In the case that you are trying to prevent spam words, sentences, such as "fasdhusdhfi", and not anything else, you could always have a database of words and their synonyms. You could then check if the input has less then 50% known words in the database, you could raise a flag. You can make an offline database, which I wouldn't recommend, or you could use some online databases. For a list of words, I would suggest
http://thesaurus.com/
For a list of synonyms of those words, I would suggest
http://www.synonyms.net/
I think these two would probably be the best for said purpose, as they both have an API (for synonyms.net its on this page) you can use, so it doesn't require parsing the returned pages for words.
You could then, in turn, combine this with other methods, as previously stated, such as Bayesian filtering.
While this does not really fit to your AI needs, it does prevent a range of messages.
To fit your 'AI' request, you could probably be able to adapt ALICE's Spam.aiml. It is in AIML format, but contains a lot of permutations of 4-symbol spam. The problem with this is that it is slow.
A possible alternative to Spam.aiml would be to use the rules of the English language to detect spam, and filter it. The following rules could be used:
Every word must have at least one vowel. For this, the letter ‘Y’ is considered a vowel.
No word has more than 3 consonants in a row. For this purpose, ‘TH’ is considered one letter (so as to not mess up on words like 'streNGTH').
No word is longer is longer than 34 letters. The exceptions to this would be the words listed here.
Some letter combinations cannot occur. An example of this would be that the letters ‘R’ and ‘C’ never appear directly beside each other in a regular, non-slang conversation.
You could have a database of impossible combinations. I made a small one by running every permutation of 2-letters against a database containing 6578 words, and came up with these results:
df bf kf gf jk kj sj fj gj hj lj sl
Those are all impossible combinations. Of course, combinations such as 'zz' are omitted.
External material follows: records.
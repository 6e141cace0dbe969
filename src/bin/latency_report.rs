//! Latency report - per-primitive operation latency histograms.
//!
//! Times every operation individually with `Instant` and records it into
//! an HDR histogram, then prints percentiles. `--csv` additionally writes
//! one summary row per primitive.

use std::path::PathBuf;
use std::time::Instant;

use clap::Parser;
use hdrhistogram::Histogram;
use serde::Serialize;
use tracing::{info, warn};
use tracing_subscriber::EnvFilter;

use flash_substrate::numa;
use flash_substrate::{
    AtomicBlockPool, BlockPool, ByteRing, MpmcQueue, PoolOptions, SpinBlockPool, SpscQueue,
    ZeroPolicy,
};

/// Highest latency tracked, in ns. Larger samples are clamped.
const MAX_TRACKED_NS: u64 = 1_000_000;

#[derive(Parser, Debug)]
#[command(name = "latency-report", about = "Per-operation latency of the substrate primitives")]
struct Args {
    /// Operations timed per primitive
    #[arg(long, default_value_t = 1_000_000)]
    iterations: u64,

    /// Queue capacity and ring size (power of two)
    #[arg(long, default_value_t = 4096)]
    capacity: usize,

    /// NUMA node for pool and ring memory
    #[arg(long)]
    node: Option<usize>,

    /// Pin the benchmark thread to the last core
    #[arg(long)]
    pin: bool,

    /// Zero pools on release
    #[arg(long)]
    zero_on_release: bool,

    /// Write a CSV summary to this path
    #[arg(long)]
    csv: Option<PathBuf>,
}

/// One line of the CSV summary.
#[derive(Serialize, Debug)]
struct Summary {
    primitive: &'static str,
    samples: u64,
    min_ns: u64,
    p50_ns: u64,
    p90_ns: u64,
    p99_ns: u64,
    p999_ns: u64,
    p9999_ns: u64,
    max_ns: u64,
    mean_ns: f64,
}

impl Summary {
    fn from_histogram(primitive: &'static str, h: &Histogram<u64>) -> Self {
        Self {
            primitive,
            samples: h.len(),
            min_ns: h.min(),
            p50_ns: h.value_at_quantile(0.50),
            p90_ns: h.value_at_quantile(0.90),
            p99_ns: h.value_at_quantile(0.99),
            p999_ns: h.value_at_quantile(0.999),
            p9999_ns: h.value_at_quantile(0.9999),
            max_ns: h.max(),
            mean_ns: h.mean(),
        }
    }

    fn print(&self) {
        println!("\n=== {} (ns) ===", self.primitive);
        println!("Samples: {}", self.samples);
        println!("---------------------------");
        println!("Min:    {:6}", self.min_ns);
        println!("P50:    {:6}", self.p50_ns);
        println!("P90:    {:6}", self.p90_ns);
        println!("P99:    {:6}", self.p99_ns);
        println!("P99.9:  {:6}", self.p999_ns);
        println!("P99.99: {:6}", self.p9999_ns);
        println!("Max:    {:6}", self.max_ns);
        println!("Mean:   {:9.1}", self.mean_ns);
    }
}

/// Time `op` `iterations` times and collect the samples.
fn measure<F: FnMut(u64)>(
    iterations: u64,
    mut op: F,
) -> Result<Histogram<u64>, hdrhistogram::CreationError> {
    let mut histogram = Histogram::<u64>::new_with_bounds(1, MAX_TRACKED_NS, 3)?;
    for i in 0..iterations {
        let start = Instant::now();
        op(i);
        let elapsed = start.elapsed().as_nanos() as u64;
        histogram.saturating_record(elapsed.max(1));
    }
    Ok(histogram)
}

fn run(args: &Args) -> Result<Vec<Summary>, Box<dyn std::error::Error>> {
    let mut options = PoolOptions::default();
    if let Some(node) = args.node {
        options = options.on_node(node);
    }
    if args.zero_on_release {
        options = options.zero_policy(ZeroPolicy::OnRelease);
    }
    let n = args.iterations;
    let mut summaries = Vec::new();

    let pool = BlockPool::<64, 4096>::with_options(options)?;
    let h = measure(n, |_| {
        if let Some(block) = pool.acquire() {
            std::hint::black_box(block);
            pool.release(block);
        }
    })?;
    summaries.push(Summary::from_histogram("block_pool acquire+release", &h));

    let pool = AtomicBlockPool::<64, 4096>::with_options(options)?;
    let h = measure(n, |_| {
        if let Some(block) = pool.acquire() {
            std::hint::black_box(block);
            pool.release(block);
        }
    })?;
    summaries.push(Summary::from_histogram("atomic_pool acquire+release", &h));

    let pool = SpinBlockPool::<64, 4096>::with_options(options)?;
    let h = measure(n, |_| {
        if let Some(block) = pool.acquire() {
            std::hint::black_box(block);
            pool.release(block);
        }
    })?;
    summaries.push(Summary::from_histogram("spin_pool acquire+release", &h));

    let (mut tx, mut rx) = SpscQueue::<u64>::with_capacity(args.capacity)?;
    let h = measure(n, |i| {
        let _ = tx.try_push(i);
        std::hint::black_box(rx.try_pop());
    })?;
    summaries.push(Summary::from_histogram("spsc push+pop", &h));

    let queue = MpmcQueue::<u64>::with_capacity(args.capacity.max(2))?;
    let h = measure(n, |i| {
        let _ = queue.try_enqueue(i);
        std::hint::black_box(queue.try_dequeue());
    })?;
    summaries.push(Summary::from_histogram("mpmc enqueue+dequeue", &h));

    let (mut writer, mut reader) = ByteRing::with_capacity(args.capacity.max(2), args.node)?;
    let frame = [0x5Au8; 64];
    let mut out = [0u8; 64];
    let h = measure(n, |_| {
        writer.write(&frame);
        std::hint::black_box(reader.read(&mut out));
    })?;
    summaries.push(Summary::from_histogram("byte_ring write+read 64B", &h));

    Ok(summaries)
}

fn main() -> Result<(), Box<dyn std::error::Error>> {
    tracing_subscriber::fmt()
        .with_env_filter(
            EnvFilter::try_from_default_env().unwrap_or_else(|_| EnvFilter::new("info")),
        )
        .init();

    let args = Args::parse();
    info!(?args, numa = numa::numa_available(), node = ?numa::current_node(), "starting");

    if args.pin && !numa::pin_to_last_core() {
        warn!("could not pin to last core, running unpinned");
    }

    let summaries = run(&args)?;
    for summary in &summaries {
        summary.print();
    }

    if let Some(path) = &args.csv {
        let mut writer = csv::Writer::from_path(path)?;
        for summary in &summaries {
            writer.serialize(summary)?;
        }
        writer.flush()?;
        info!(path = %path.display(), rows = summaries.len(), "csv summary written");
    }

    Ok(())
}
Those are:
aa bb cc dd ee ff gg hh ii jj kk ll mm nn pp qq rr ss tt uu vv ww xx yy zz
'oo' is omitted, as it appears in many words, such as 'look'.
Segments of the string that are longer than 2 characters and repeat consecutively would be flagged as spam. In the string 'lololololol', the repeated segment is 'lo', and is flagged as spam.
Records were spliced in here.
//! Spinlock block pool.
//!
//! For callers that need several blocks taken or returned as one atomic
//! batch. The critical section covers only free-list pointer operations;
//! zeroing happens outside the lock. Waiters back off exponentially with
//! the pause instruction, capped at 64 pauses per round.

use std::cell::UnsafeCell;
use std::fmt;
use std::ptr::NonNull;
use std::sync::atomic::{AtomicBool, AtomicUsize, Ordering};

use arrayvec::ArrayVec;
use crossbeam_utils::{Backoff, CachePadded};

use crate::block_pool::{BlockSource, PoolOptions, PoolStats, ZeroPolicy};
use crate::error::Result;
use crate::slab::{BlockIndex, Slab, NULL_INDEX};

/// Free-list state guarded by the spinlock.
struct FreeList {
    head: BlockIndex,
    next: Box<[BlockIndex]>,
    free: usize,
}

impl FreeList {
    #[inline]
    fn pop(&mut self) -> Option<BlockIndex> {
        let index = self.head;
        if index == NULL_INDEX {
            return None;
        }
        self.head = self.next[index as usize];
        self.next[index as usize] = NULL_INDEX;
        self.free -= 1;
        Some(index)
    }

    #[inline]
    fn push(&mut self, index: BlockIndex) {
        self.next[index as usize] = self.head;
        self.head = index;
        self.free += 1;
    }
}

/// Block pool whose free-list is protected by a tight spinlock.
pub struct SpinBlockPool<const B: usize, const N: usize> {
    slab: Slab,
    in_use: Box<[AtomicBool]>,
    lock: CachePadded<AtomicBool>,
    list: UnsafeCell<FreeList>,
    allocated: CachePadded<AtomicUsize>,
    zero_policy: ZeroPolicy,
}

// SAFETY: `list` is only touched while `lock` is held.
unsafe impl<const B: usize, const N: usize> Sync for SpinBlockPool<B, N> {}

struct SpinGuard<'a> {
    lock: &'a AtomicBool,
}

impl Drop for SpinGuard<'_> {
    #[inline]
    fn drop(&mut self) {
        self.lock.store(false, Ordering::Release);
    }
}

impl<const B: usize, const N: usize> SpinBlockPool<B, N> {
    const VALID: () = {
        assert!(B >= std::mem::size_of::<usize>(), "block must hold a free-list link");
        assert!(N > 0, "pool needs at least one block");
        assert!(N < NULL_INDEX as usize, "capacity must be less than NULL_INDEX");
    };

    /// Create a pool with default options.
    pub fn new() -> Result<Self> {
        Self::with_options(PoolOptions::default())
    }

    /// Create a pool with explicit options.
    pub fn with_options(options: PoolOptions) -> Result<Self> {
        let () = Self::VALID;
        let slab = Slab::new(B, N, &options)?;
        let next = (0..N)
            .map(|i| if i + 1 < N { (i + 1) as BlockIndex } else { NULL_INDEX })
            .collect();
        let in_use = (0..N).map(|_| AtomicBool::new(false)).collect();

        Ok(Self {
            slab,
            in_use,
            lock: CachePadded::new(AtomicBool::new(false)),
            list: UnsafeCell::new(FreeList { head: 0, next, free: N }),
            allocated: CachePadded::new(AtomicUsize::new(0)),
            zero_policy: options.zero_policy,
        })
    }

    #[inline]
    fn lock(&self) -> SpinGuard<'_> {
        let backoff = Backoff::new();
        loop {
            if self
                .lock
                .compare_exchange_weak(false, true, Ordering::Acquire, Ordering::Relaxed)
                .is_ok()
            {
                return SpinGuard { lock: &self.lock };
            }
            while self.lock.load(Ordering::Relaxed) {
                backoff.spin();
            }
        }
    }

    /// Run `f` on the free-list with the lock held.
    #[inline]
    fn with_list<R>(&self, f: impl FnOnce(&mut FreeList) -> R) -> R {
        let _guard = self.lock();
        // SAFETY: the guard gives exclusive access until it drops.
        f(unsafe { &mut *self.list.get() })
    }

    #[inline]
    fn hand_out(&self, index: BlockIndex) -> NonNull<u8> {
        self.in_use[index as usize].store(true, Ordering::Relaxed);
        if self.zero_policy == ZeroPolicy::OnAcquire {
            self.slab.clear(index);
        }
        self.slab.block_ptr(index)
    }

    /// Flip a block back to free and apply the release policy.
    /// Returns the index if the block may be linked.
    #[inline]
    fn take_back(&self, block: NonNull<u8>) -> Option<BlockIndex> {
        let index = self.slab.index_of(block)?;
        self.in_use[index as usize]
            .compare_exchange(true, false, Ordering::AcqRel, Ordering::Relaxed)
            .ok()?;
        if self.zero_policy == ZeroPolicy::OnRelease {
            self.slab.clear(index);
        }
        Some(index)
    }

    /// Allocate a block.
    #[inline]
    pub fn acquire(&self) -> Option<NonNull<u8>> {
        let index = self.with_list(FreeList::pop)?;
        self.allocated.fetch_add(1, Ordering::Relaxed);
        Some(self.hand_out(index))
    }

    /// Return a block. Foreign or already-free pointers are refused.
    #[inline]
    pub fn release(&self, block: NonNull<u8>) -> bool {
        let Some(index) = self.take_back(block) else {
            return false;
        };
        self.with_list(|list| list.push(index));
        self.allocated.fetch_sub(1, Ordering::Relaxed);
        true
    }

    /// Take exactly `n` blocks under a single lock hold, or none at all.
    pub fn acquire_exact<const K: usize>(&self, n: usize) -> Option<ArrayVec<NonNull<u8>, K>> {
        if n > K {
            return None;
        }
        let indices: ArrayVec<BlockIndex, K> = self.with_list(|list| {
            if list.free < n {
                return None;
            }
            Some((0..n).filter_map(|_| list.pop()).collect::<ArrayVec<BlockIndex, K>>())
        })?;
        self.allocated.fetch_add(indices.len(), Ordering::Relaxed);
        Some(indices.into_iter().map(|i| self.hand_out(i)).collect())
    }

    /// Number of blocks currently loaned out.
    #[inline]
    pub fn allocated(&self) -> usize {
        self.allocated.load(Ordering::Acquire)
    }

    /// Total number of blocks.
    #[inline]
    pub fn capacity(&self) -> usize {
        self.slab.capacity()
    }

    /// Size of each block after cache-line rounding.
    #[inline]
    pub fn block_size(&self) -> usize {
        self.slab.block_size()
    }
}

impl<const B: usize, const N: usize> BlockSource for SpinBlockPool<B, N> {
    const BLOCK_SIZE: usize = B;
    const CAPACITY: usize = N;

    fn with_options(options: PoolOptions) -> Result<Self> {
        SpinBlockPool::with_options(options)
    }

    #[inline]
    fn acquire(&self) -> Option<NonNull<u8>> {
        SpinBlockPool::acquire(self)
    }

    #[inline]
    fn release(&self, block: NonNull<u8>) -> bool {
        SpinBlockPool::release(self, block)
    }

    fn stats(&self) -> PoolStats {
        let in_use = self.allocated().min(N);
        PoolStats { total: N, in_use, free: N - in_use }
    }

    fn is_allocated(&self, block: NonNull<u8>) -> bool {
        self.slab
            .index_of(block)
            .is_some_and(|i| self.in_use[i as usize].load(Ordering::Acquire))
    }

    fn zero_policy(&self) -> ZeroPolicy {
        self.zero_policy
    }

    fn clear_block(&self, block: NonNull<u8>) {
        if let Some(index) = self.slab.index_of(block) {
            self.slab.clear(index);
        }
    }

    /// Pops the whole batch under one lock hold.
    fn acquire_bulk<const K: usize>(&self, n: usize) -> ArrayVec<NonNull<u8>, K> {
        let want = n.min(K);
        let indices: ArrayVec<BlockIndex, K> =
            self.with_list(|list| (0..want).map_while(|_| list.pop()).collect());
        self.allocated.fetch_add(indices.len(), Ordering::Relaxed);
        indices.into_iter().map(|i| self.hand_out(i)).collect()
    }

    /// Clears outside the lock, then links the whole batch under one hold.
    fn release_bulk<I>(&self, blocks: I) -> usize
    where
        I: IntoIterator<Item = NonNull<u8>>,
    {
        const CHUNK: usize = 64;
        let mut accepted = 0;
        let mut pending: ArrayVec<BlockIndex, CHUNK> = ArrayVec::new();
        let mut flush = |pending: &mut ArrayVec<BlockIndex, CHUNK>| {
            if pending.is_empty() {
                return;
            }
            self.with_list(|list| pending.iter().for_each(|&i| list.push(i)));
            self.allocated.fetch_sub(pending.len(), Ordering::Relaxed);
            accepted += pending.len();
            pending.clear();
        };
        for block in blocks {
            if let Some(index) = self.take_back(block) {
                pending.push(index);
                if pending.is_full() {
                    flush(&mut pending);
                }
            }
        }
        flush(&mut pending);
        accepted
    }
}

impl<const B: usize, const N: usize> fmt::Debug for SpinBlockPool<B, N> {
    fn fmt(&self, f: &mut fmt::Formatter<'_>) -> fmt::Result {
        f.debug_struct("SpinBlockPool")
            .field("block_size", &B)
            .field("capacity", &N)
            .field("allocated", &self.allocated())
            .field("zero_policy", &self.zero_policy)
            .finish()
    }
}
More than 3 of the same vowels in the same word would be flagged as spam. For example: 'oooouuuu' would be flagged as spam, as 'o' and 'u' are vowels that have been repeated for longer then 3 times.
No word larger than 1 character may be made up of just vowels. In this case, 'Y' would not be considered a vowel, as to keep from getting a false positive on 'you'.
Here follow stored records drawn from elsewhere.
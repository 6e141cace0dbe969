//! SPSC Queue - bounded single-producer/single-consumer slot queue.
//!
//! The queue is split into a [`Producer`] and a [`Consumer`] handle so the
//! type system enforces one writer and one reader. Both sides work on
//! slots in place: the producer borrows the next writable slot, fills it
//! and commits; the consumer borrows the head slot, reads it and commits.
//!
//! # Memory Layout
//!
//! | Scalar          | Written by | Line            |
//! |-----------------|------------|-----------------|
//! | `write_index`   | producer   | own             |
//! | `read_index`    | consumer   | own             |
//! | `count`         | both (RMW) | own             |
//! | producer cache  | producer   | own (in handle) |
//! | consumer cache  | consumer   | own (in handle) |

use std::cell::UnsafeCell;
use std::fmt;
use std::sync::atomic::{AtomicUsize, Ordering};
use std::sync::Arc;

use crossbeam_utils::CachePadded;
use tracing::debug;

use crate::error::{check_capacity, Result};

/// Shared state of an SPSC queue. Reached through its two handles.
pub struct SpscQueue<T> {
    write_index: CachePadded<AtomicUsize>,
    read_index: CachePadded<AtomicUsize>,
    count: CachePadded<AtomicUsize>,
    slots: Box<[UnsafeCell<T>]>,
    mask: usize,
}

// SAFETY: a slot is only touched by the side that currently owns it, as
// arbitrated by `count`.
unsafe impl<T: Send> Sync for SpscQueue<T> {}

impl<T: Default> SpscQueue<T> {
    /// Create a queue of `capacity` slots, pre-filled with `T::default()`.
    ///
    /// `capacity` must be a power of two.
    pub fn with_capacity(capacity: usize) -> Result<(Producer<T>, Consumer<T>)> {
        check_capacity("spsc queue", capacity, 1)?;
        let slots = (0..capacity).map(|_| UnsafeCell::new(T::default())).collect();
        let queue = Arc::new(Self {
            write_index: CachePadded::new(AtomicUsize::new(0)),
            read_index: CachePadded::new(AtomicUsize::new(0)),
            count: CachePadded::new(AtomicUsize::new(0)),
            slots,
            mask: capacity - 1,
        });
        debug!(capacity, slot_bytes = std::mem::size_of::<T>(), "spsc queue created");

        let producer = Producer {
            queue: Arc::clone(&queue),
            state: CachePadded::new(SideState::default()),
        };
        let consumer = Consumer { queue, state: CachePadded::new(SideState::default()) };
        Ok((producer, consumer))
    }
}

impl<T> SpscQueue<T> {
    /// Number of slots.
    #[inline]
    pub fn capacity(&self) -> usize {
        self.mask + 1
    }

    /// Number of committed, unread elements.
    #[inline]
    pub fn len(&self) -> usize {
        self.count.load(Ordering::Acquire)
    }

    /// Returns true if no elements are waiting.
    #[inline]
    pub fn is_empty(&self) -> bool {
        self.len() == 0
    }

    /// Returns true if every slot holds an unread element.
    #[inline]
    pub fn is_full(&self) -> bool {
        self.len() >= self.capacity()
    }

    #[inline]
    fn slot(&self, position: usize) -> *mut T {
        self.slots[position & self.mask].get()
    }
}

impl<T> fmt::Debug for SpscQueue<T> {
    fn fmt(&self, f: &mut fmt::Formatter<'_>) -> fmt::Result {
        f.debug_struct("SpscQueue")
            .field("capacity", &self.capacity())
            .field("len", &self.len())
            .field("write_index", &self.write_index.load(Ordering::Relaxed))
            .field("read_index", &self.read_index.load(Ordering::Relaxed))
            .finish()
    }
}

/// Per-side, non-atomic bookkeeping.
#[derive(Debug, Default)]
struct SideState {
    /// This side's position (authoritative; the atomic mirrors it)
    position: usize,
    /// Last observed position of the opposite side
    cached_opposite: usize,
    /// A slot has been handed out and not committed yet
    claimed: bool,
}

/// Writing half of an SPSC queue.
pub struct Producer<T> {
    queue: Arc<SpscQueue<T>>,
    state: CachePadded<SideState>,
}

impl<T> Producer<T> {
    /// Borrow the next writable slot, or `None` if the queue is full.
    ///
    /// The slot still holds whatever value was last read from it.
    #[inline]
    pub fn next_write_slot(&mut self) -> Option<&mut T> {
        let capacity = self.queue.capacity();
        let state = &mut *self.state;
        if state.position.wrapping_sub(state.cached_opposite) >= capacity {
            // The cache says full; ask the consumer side for real.
            let count = self.queue.count.load(Ordering::Acquire);
            if count >= capacity {
                return None;
            }
            state.cached_opposite = state.position.wrapping_sub(count);
        }
        state.claimed = true;
        // SAFETY: the slot is outside the consumer's readable window.
        Some(unsafe { &mut *self.queue.slot(state.position) })
    }

    /// Publish the slot returned by the last `next_write_slot`.
    #[inline]
    pub fn commit_write(&mut self) {
        let state = &mut *self.state;
        debug_assert!(state.claimed, "commit_write without a claimed slot");
        if !state.claimed {
            return;
        }
        state.claimed = false;
        state.position = state.position.wrapping_add(1);
        self.queue.write_index.store(state.position, Ordering::Release);
        self.queue.count.fetch_add(1, Ordering::Release);
    }

    /// Write `value` into the next slot and commit it.
    ///
    /// Hands the value back if the queue is full.
    #[inline]
    pub fn try_push(&mut self, value: T) -> std::result::Result<(), T> {
        match self.next_write_slot() {
            Some(slot) => {
                *slot = value;
                self.commit_write();
                Ok(())
            }
            None => Err(value),
        }
    }

    /// The shared queue.
    pub fn queue(&self) -> &SpscQueue<T> {
        &self.queue
    }

    /// Number of slots.
    pub fn capacity(&self) -> usize {
        self.queue.capacity()
    }

    /// Number of unread elements.
    pub fn len(&self) -> usize {
        self.queue.len()
    }

    /// Returns true if no elements are waiting.
    pub fn is_empty(&self) -> bool {
        self.queue.is_empty()
    }

    /// Returns true if the consumer has not freed any slot.
    pub fn is_full(&self) -> bool {
        self.queue.is_full()
    }
}

/// Reading half of an SPSC queue.
pub struct Consumer<T> {
    queue: Arc<SpscQueue<T>>,
    state: CachePadded<SideState>,
}

impl<T> Consumer<T> {
    #[inline]
    fn claim(&mut self) -> Option<*mut T> {
        let state = &mut *self.state;
        if state.cached_opposite == state.position {
            // The cache says empty; ask the producer side for real.
            let count = self.queue.count.load(Ordering::Acquire);
            if count == 0 {
                return None;
            }
            state.cached_opposite = state.position.wrapping_add(count);
        }
        state.claimed = true;
        Some(self.queue.slot(state.position))
    }

    /// Borrow the oldest committed element, or `None` if the queue is empty.
    #[inline]
    pub fn next_read_slot(&mut self) -> Option<&T> {
        // SAFETY: the producer published this slot and will not touch it
        // until `commit_read`.
        self.claim().map(|slot| unsafe { &*slot })
    }

    /// Release the slot returned by the last `next_read_slot`.
    #[inline]
    pub fn commit_read(&mut self) {
        let state = &mut *self.state;
        debug_assert!(state.claimed, "commit_read without a claimed slot");
        if !state.claimed {
            return;
        }
        state.claimed = false;
        state.position = state.position.wrapping_add(1);
        self.queue.read_index.store(state.position, Ordering::Release);
        self.queue.count.fetch_sub(1, Ordering::Release);
    }

    /// Look at the oldest element, apply `f`, and commit the read.
    #[inline]
    pub fn pop_with<R>(&mut self, f: impl FnOnce(&mut T) -> R) -> Option<R> {
        let slot = self.claim()?;
        // SAFETY: as in `next_read_slot`; the consumer owns the slot.
        let out = f(unsafe { &mut *slot });
        self.commit_read();
        Some(out)
    }

    /// Number of slots.
    pub fn capacity(&self) -> usize {
        self.queue.capacity()
    }

    /// Number of unread elements.
    pub fn len(&self) -> usize {
        self.queue.len()
    }

    /// Returns true if no elements are waiting.
    pub fn is_empty(&self) -> bool {
        self.queue.is_empty()
    }
}

impl<T: Default> Consumer<T> {
    /// Take the oldest element, leaving `T::default()` in its slot.
    #[inline]
    pub fn try_pop(&mut self) -> Option<T> {
        self.pop_with(std::mem::take)
    }
}

impl<T> fmt::Debug for Producer<T> {
    fn fmt(&self, f: &mut fmt::Formatter<'_>) -> fmt::Result {
        f.debug_struct("Producer").field("queue", &self.queue).field("state", &*self.state).finish()
    }
}

impl<T> fmt::Debug for Consumer<T> {
    fn fmt(&self, f: &mut fmt::Formatter<'_>) -> fmt::Result {
        f.debug_struct("Consumer").field("queue", &self.queue).field("state", &*self.state).finish()
    }
}

#[cfg(test)]
mod tests {
    use super::*;
    use crate::error::SubstrateError;

    #[test]
    fn test_rejects_non_power_of_two() {
        let err = SpscQueue::<u64>::with_capacity(3).unwrap_err();
        assert!(matches!(err, SubstrateError::InvalidCapacity { capacity: 3, .. }));
        assert!(SpscQueue::<u64>::with_capacity(0).is_err());
        assert!(SpscQueue::<u64>::with_capacity(1).is_ok());
    }

    #[test]
    fn test_slot_protocol() {
        let (mut tx, mut rx) = SpscQueue::<u64>::with_capacity(4).unwrap();
        assert!(rx.next_read_slot().is_none());

        *tx.next_write_slot().unwrap() = 42;
        tx.commit_write();

        assert_eq!(rx.next_read_slot(), Some(&42));
        rx.commit_read();
        assert!(rx.next_read_slot().is_none());
    }

    #[test]
    fn test_uncommitted_write_is_invisible() {
        let (mut tx, mut rx) = SpscQueue::<u64>::with_capacity(2).unwrap();
        *tx.next_write_slot().unwrap() = 7;
        assert!(rx.next_read_slot().is_none());
        assert_eq!(tx.len(), 0);
        tx.commit_write();
        assert_eq!(rx.len(), 1);
    }

    #[test]
    fn test_back_pressure() {
        let (mut tx, mut rx) = SpscQueue::<u32>::with_capacity(4).unwrap();
        for v in 1..=4 {
            assert!(tx.try_push(v).is_ok());
        }
        assert!(tx.is_full());
        assert!(tx.next_write_slot().is_none());
        assert_eq!(tx.try_push(5), Err(5));

        assert_eq!(rx.try_pop(), Some(1));
        assert!(tx.try_push(5).is_ok());
        assert_eq!(rx.len(), 4);
    }

    #[test]
    fn test_wraps_many_laps() {
        let (mut tx, mut rx) = SpscQueue::<usize>::with_capacity(8).unwrap();
        for lap in 0..100 {
            for i in 0..5 {
                tx.try_push(lap * 10 + i).unwrap();
            }
            for i in 0..5 {
                assert_eq!(rx.try_pop(), Some(lap * 10 + i));
            }
        }
        assert!(rx.is_empty());
    }

    #[test]
    fn test_pop_with_reads_in_place() {
        let (mut tx, mut rx) = SpscQueue::<[u8; 32]>::with_capacity(2).unwrap();
        let slot = tx.next_write_slot().unwrap();
        slot[0] = 0xAA;
        slot[31] = 0xBB;
        tx.commit_write();
        assert_eq!(rx.pop_with(|msg| (msg[0], msg[31])), Some((0xAA, 0xBB)));
        assert_eq!(rx.pop_with(|msg| msg[0]), None);
    }

    #[test]
    fn test_cross_thread_order() {
        const COUNT: u64 = 100_000;
        let (mut tx, mut rx) = SpscQueue::<u64>::with_capacity(64).unwrap();
        let producer = std::thread::spawn(move || {
            for v in 0..COUNT {
                let mut value = v;
                loop {
                    match tx.try_push(value) {
                        Ok(()) => break,
                        Err(back) => {
                            value = back;
                            std::hint::spin_loop();
                        }
                    }
                }
            }
        });

        let mut expected = 0;
        while expected < COUNT {
            if let Some(v) = rx.try_pop() {
                assert_eq!(v, expected);
                expected += 1;
            } else {
                std::hint::spin_loop();
            }
        }
        producer.join().unwrap();
        assert!(rx.is_empty());
    }
}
Any input that does not follow these regulations by 15% or more (margin for misspellings) would be redirected to spam.
If you do decide to modify ALICE's files, you can get alot of them here. Newer version may be found at ALICE's Google Code page.
You could also use a spellchecker to help with spam detection. You could run the input against a spellchecker such as PyEnchant (for Python), and read the suggestions. If the input has no suggestions, then it can be safely assumed, in most cases, that it is spam.
It's not perfect, but it does should to a limited extent. I made a small program to demonstrate what spam filtering like this would result in. This is the output:
>>> fdsahjfsd
'fdsahjfsd' is spam since more than 3 consonants appear in a row
>>> fhsdjhfksd
'fhsdjhfksd' is spam since it has no vowel
>>> jfsdkjl
'jfsdkjl' is spam since it has no vowel
>>> dk
'dk' is spam since it has no vowel
>>> ddds
'ddds' is spam since it has no vowel
>>> uxxs
'uxxs' is not spam
>>> kd
'kd' is spam since it has no vowel
>>> ukd
'ukd' is not spam
>>> asdjaskljlaskjldkasjkljdklas
'asdjaskljlaskjldkasjkljdklas' is spam since it is too long
>>> hdjaskj
'hdjaskj' is spam since invalid sequences detected
As I said before, it's not perfect, as it returns false positives (such as 'uxxs'), but this could be fixed with a spell checking implementation.
The backdraw with a spell checking implementation would be that your spam detection would be based on the amount of words the dictionary has. Most spellchecker only have the first 10,000 words, so some uncommon words may be blocked as spam. However, checking if over 15% of the input is invalid could solve this.
If you think it may help you, you can get the small program I made from here. It's written in Python.
Also, as other answers here have said, a 'state-of-the-art' spam filter would require a mixture of methods.
You can use SpamAssasin, PyZor, Reverend, and Orange, but probably the best thing to do would be to try to combine all of those together.
If you would like to use Lisp for this, a nice article about Bayesian filtering in Lisp is located here.
If you would like to do this via a neural network, then this Codeproject article may be useful. It utilizes a simple and easy to use dll, and the example code can almost directly be used for the task of spam filtering.